▸ **Directions for this task**
Find the lines in the records that carry the word "false". Copy each one.

(Records from a data source)
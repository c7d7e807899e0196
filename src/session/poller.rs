use std::sync::Arc;
use std::time::{Duration, SystemTime, UNIX_EPOCH};
use tokio::task::JoinHandle;
use tracing::{debug, warn};

use super::coordinator::SessionCoordinator;
use super::state::SessionState;

/// Spawn the recording-status poller for one session generation
///
/// The poller asks the backend for ground-truth recording status on a
/// fixed interval; a `false` answer while the coordinator still believes
/// it is recording means the backend stopped on its own (silence timeout),
/// which is surfaced as an auto-stop. Poll failures are logged and retried
/// on the next tick, never escalated.
///
/// The coordinator aborts the task when the state leaves `Recording`; the
/// loop also re-checks state and generation on every tick so a dangling
/// tick can never act on a newer session.
pub(crate) fn spawn(coordinator: Arc<SessionCoordinator>, generation: u64) -> JoinHandle<()> {
    let interval = tick_interval(
        coordinator.poller_config().interval_ms,
        coordinator.poller_config().jitter_ms,
    );

    tokio::spawn(async move {
        debug!(
            "Status poller started (generation {}, every {:?})",
            generation, interval
        );

        loop {
            tokio::time::sleep(interval).await;

            if coordinator.state().await != SessionState::Recording
                || coordinator.generation() != generation
            {
                break;
            }

            match coordinator.backend().recording_status().await {
                Ok(true) => {}
                Ok(false) => {
                    debug!("Backend reports not recording, raising auto-stop");
                    coordinator.handle_auto_stop().await;
                    break;
                }
                Err(e) => {
                    warn!("Recording status poll failed, retrying next tick: {}", e);
                }
            }
        }

        debug!("Status poller stopped (generation {})", generation);
    })
}

/// Poll interval with optional jitter
///
/// Detection latency for an auto-stop is bounded by `interval_ms +
/// jitter_ms`. The jitter offset is fixed per poller so ticks stay evenly
/// spaced within a session.
fn tick_interval(interval_ms: u64, jitter_ms: u64) -> Duration {
    let jitter = match jitter_ms {
        0 => 0,
        j => SystemTime::now()
            .duration_since(UNIX_EPOCH)
            .map(|d| u64::from(d.subsec_millis()) % j)
            .unwrap_or(0),
    };
    Duration::from_millis(interval_ms + jitter)
}

#[cfg(test)]
mod tests {
    use super::tick_interval;
    use std::time::Duration;

    #[test]
    fn test_tick_interval_without_jitter() {
        assert_eq!(tick_interval(1000, 0), Duration::from_millis(1000));
    }

    #[test]
    fn test_tick_interval_jitter_bounds() {
        for _ in 0..10 {
            let interval = tick_interval(1000, 250);
            assert!(interval >= Duration::from_millis(1000));
            assert!(interval < Duration::from_millis(1250));
        }
    }
}
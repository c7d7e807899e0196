use chrono::{DateTime, Utc};
use serde::{Deserialize, Serialize};
use std::sync::RwLock;

/// A finalized non-empty transcript
#[derive(Debug, Clone, Serialize, Deserialize)]
pub struct HistoryEntry {
    /// Raw recognized text as returned by the engine
    pub text: String,

    /// When the recognition completed
    pub recognized_at: DateTime<Utc>,
}

#[derive(Debug, Default)]
struct Inner {
    text: String,
    is_empty: bool,
    /// Newest first, append-only, unbounded
    history: Vec<HistoryEntry>,
}

/// Shared store for the current recognized text and prior transcripts
///
/// No method holds the lock across an await point; all accessors are
/// synchronous and cheap.
#[derive(Debug, Default)]
pub struct TranscriptStore {
    inner: RwLock<Inner>,
}

impl TranscriptStore {
    pub fn new() -> Self {
        Self::default()
    }

    /// Current recognized text (untrimmed)
    pub fn text(&self) -> String {
        self.inner.read().unwrap().text.clone()
    }

    /// Whether the last recognition produced no usable text
    pub fn is_empty(&self) -> bool {
        self.inner.read().unwrap().is_empty
    }

    pub fn set_text(&self, text: impl Into<String>, is_empty: bool) {
        let mut inner = self.inner.write().unwrap();
        inner.text = text.into();
        inner.is_empty = is_empty;
    }

    /// Prepend a finalized transcript to the history
    ///
    /// Only the recognition gateway calls this, and only for non-empty
    /// results; the coordinator never touches history directly.
    pub fn add_to_history(&self, text: impl Into<String>) {
        let entry = HistoryEntry {
            text: text.into(),
            recognized_at: Utc::now(),
        };
        let mut inner = self.inner.write().unwrap();
        inner.history.insert(0, entry);
    }

    /// Full history, newest first
    pub fn history(&self) -> Vec<HistoryEntry> {
        self.inner.read().unwrap().history.clone()
    }

    /// History texts only, newest first
    pub fn history_texts(&self) -> Vec<String> {
        self.inner
            .read()
            .unwrap()
            .history
            .iter()
            .map(|e| e.text.clone())
            .collect()
    }
}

▸ **Output for this exercise**
/// fixed interval; a `false` answer while the coordinator still believes
                Ok(false) => {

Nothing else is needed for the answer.